RECORDED INFORMATION Start Marker

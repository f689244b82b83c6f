use serde::{Deserialize, Serialize};
use serde_json::Value;
use std::collections::HashMap;
use std::sync::Arc;
use stepwise_llm::ToolDefinition;

use super::Tool;
use crate::schema::definition_to_tool_server;
use crate::{
    AgentConfig, AuditEvent, AuditSink, McpError, NoopAuditSink, OutputBudget, RegistryError,
    ToolError,
};

/// One audited tool invocation. `id` is the record's position in the registry's log.
#[derive(Clone, Debug, PartialEq, Eq, Serialize, Deserialize)]
pub struct ToolExecutionRecord {
    pub id: usize,
    pub tool_name: String,
    pub raw_arguments: String,
    pub result: Result<String, ToolError>,
}

impl ToolExecutionRecord {
    pub fn envelope(&self) -> String {
        render_envelope(self.id, &self.result)
    }
}

/// Text block handed back to the model for one tool call.
pub fn render_envelope(log_id: usize, result: &Result<String, ToolError>) -> String {
    let mut out = format!("** Metadata **\nTOOL_LOG_ID: {log_id}\n** Status **\n");
    match result {
        Ok(output) => {
            out.push_str("Execute tool call success\n** Result **\n");
            out.push_str(output);
        }
        Err(error) => {
            out.push_str(&format!("Execute tool call failed, error: {error}\n"));
        }
    }
    out
}

#[derive(Clone)]
struct AuditScope {
    sink: Arc<dyn AuditSink>,
    loop_id: String,
    role: String,
}

/// Name-keyed tool table plus the append-only execution log of every dispatch.
#[derive(Clone)]
pub struct ToolRegistry {
    tools: HashMap<String, Arc<dyn Tool>>,
    log: Vec<ToolExecutionRecord>,
    config: AgentConfig,
    audit: AuditScope,
}

impl Default for ToolRegistry {
    fn default() -> Self {
        Self::new(AgentConfig::default())
    }
}

impl ToolRegistry {
    pub fn new(config: AgentConfig) -> Self {
        Self {
            tools: HashMap::new(),
            log: Vec::new(),
            config,
            audit: AuditScope {
                sink: Arc::new(NoopAuditSink),
                loop_id: String::new(),
                role: String::new(),
            },
        }
    }

    /// Routes tool start/end events of subsequent dispatches to `sink`.
    pub fn attach_audit(
        &mut self,
        sink: Arc<dyn AuditSink>,
        loop_id: impl Into<String>,
        role: impl Into<String>,
    ) {
        self.audit = AuditScope {
            sink,
            loop_id: loop_id.into(),
            role: role.into(),
        };
    }

    /// Adds every tool whose name is free. Clashing names are collected into one error; the rest
    /// of the batch is still registered.
    pub fn register<I>(&mut self, tools: I) -> Result<(), RegistryError>
    where
        I: IntoIterator<Item = Arc<dyn Tool>>,
    {
        let mut duplicates = Vec::new();
        for tool in tools {
            let name = tool.name();
            if self.tools.contains_key(&name) {
                duplicates.push(name);
                continue;
            }
            self.tools.insert(name, tool);
        }
        if duplicates.is_empty() {
            Ok(())
        } else {
            Err(RegistryError::DuplicateName(duplicates))
        }
    }

    pub fn register_tool(&mut self, tool: impl Tool + 'static) -> Result<(), RegistryError> {
        self.register([Arc::new(tool) as Arc<dyn Tool>])
    }

    pub fn contains(&self, name: &str) -> bool {
        self.tools.contains_key(name)
    }

    pub fn names(&self) -> Vec<String> {
        let mut names: Vec<String> = self.tools.keys().cloned().collect();
        names.sort_unstable();
        names
    }

    /// Tool schemas for the next chat request, ordered by name.
    pub fn export_schemas(&self) -> Vec<ToolDefinition> {
        let mut definitions: Vec<ToolDefinition> =
            self.tools.values().map(|tool| tool.definition()).collect();
        definitions.sort_by(|a, b| a.name.cmp(&b.name));
        definitions
    }

    /// The same schemas as `tools/list` entries of a tool server.
    pub fn export_tool_server_listing(&self) -> Result<Vec<Value>, McpError> {
        self.export_schemas()
            .iter()
            .map(definition_to_tool_server)
            .collect()
    }

    pub fn log(&self) -> &[ToolExecutionRecord] {
        &self.log
    }

    pub fn reset_log(&mut self) {
        self.log.clear();
    }

    /// Runs one tool call and returns the envelope for the model. Unknown tools and tool failures
    /// become failure envelopes; every call appends exactly one log record.
    pub async fn dispatch(&mut self, tool_name: &str, raw_arguments: &str, call_id: &str) -> String {
        let log_id = self.log.len();
        let start_time = std::time::Instant::now();
        self.emit(AuditEvent::tool_call_start(
            &self.audit.loop_id,
            &self.audit.role,
            call_id,
            tool_name,
            raw_arguments,
        ));

        let result = match self.tools.get(tool_name).cloned() {
            Some(tool) => tool.invoke(raw_arguments).await,
            None => Err(ToolError::NotFound(format!(
                "Run tool call failed, Can not find tool with name {tool_name}"
            ))),
        };
        let duration_ms = start_time.elapsed().as_millis();

        match &result {
            Ok(output) => {
                tracing::debug!(tool = tool_name, log_id, duration_ms = duration_ms as u64, "tool call succeeded");
                self.emit(AuditEvent::tool_call_end(
                    &self.audit.loop_id,
                    &self.audit.role,
                    call_id,
                    log_id,
                    Some(output),
                    None,
                    duration_ms,
                ));
            }
            Err(error) => {
                tracing::info!(tool = tool_name, log_id, error = %error, "tool call failed");
                self.emit(AuditEvent::tool_call_end(
                    &self.audit.loop_id,
                    &self.audit.role,
                    call_id,
                    log_id,
                    None,
                    Some(&error.to_string()),
                    duration_ms,
                ));
            }
        }

        let model_view = result
            .as_ref()
            .map(|output| OutputBudget::for_tool(tool_name, &self.config).apply(output))
            .map_err(Clone::clone);
        self.log.push(ToolExecutionRecord {
            id: log_id,
            tool_name: tool_name.to_string(),
            raw_arguments: raw_arguments.to_string(),
            result,
        });
        render_envelope(log_id, &model_view)
    }

    fn emit(&self, event: AuditEvent) {
        if let Err(error) = self.audit.sink.emit(event) {
            tracing::warn!(error = %error, "dropping audit event");
        }
    }
}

RECORDED INFORMATION End Marker

- **WORK INSTRUCTION**
Look above for the line holding "Err(RegistryError::DuplicateName(duplicates))" and the line holding "definitions.sort_by(|a, b| a.name.cmp(&b.name));". Retype both, and every line between them, word for word and nothing else.

- **ANSWER SPACE**
            Err(RegistryError::DuplicateName(duplicates))
        }
    }

    pub fn register_tool(&mut self, tool: impl Tool + 'static) -> Result<(), RegistryError> {
        self.register([Arc::new(tool) as Arc<dyn Tool>])
    }

    pub fn contains(&self, name: &str) -> bool {
        self.tools.contains_key(name)
    }

    pub fn names(&self) -> Vec<String> {
        let mut names: Vec<String> = self.tools.keys().cloned().collect();
        names.sort_unstable();
        names
    }

    /// Tool schemas for the next chat request, ordered by name.
    pub fn export_schemas(&self) -> Vec<ToolDefinition> {
        let mut definitions: Vec<ToolDefinition> =
            self.tools.values().map(|tool| tool.definition()).collect();
        definitions.sort_by(|a, b| a.name.cmp(&b.name));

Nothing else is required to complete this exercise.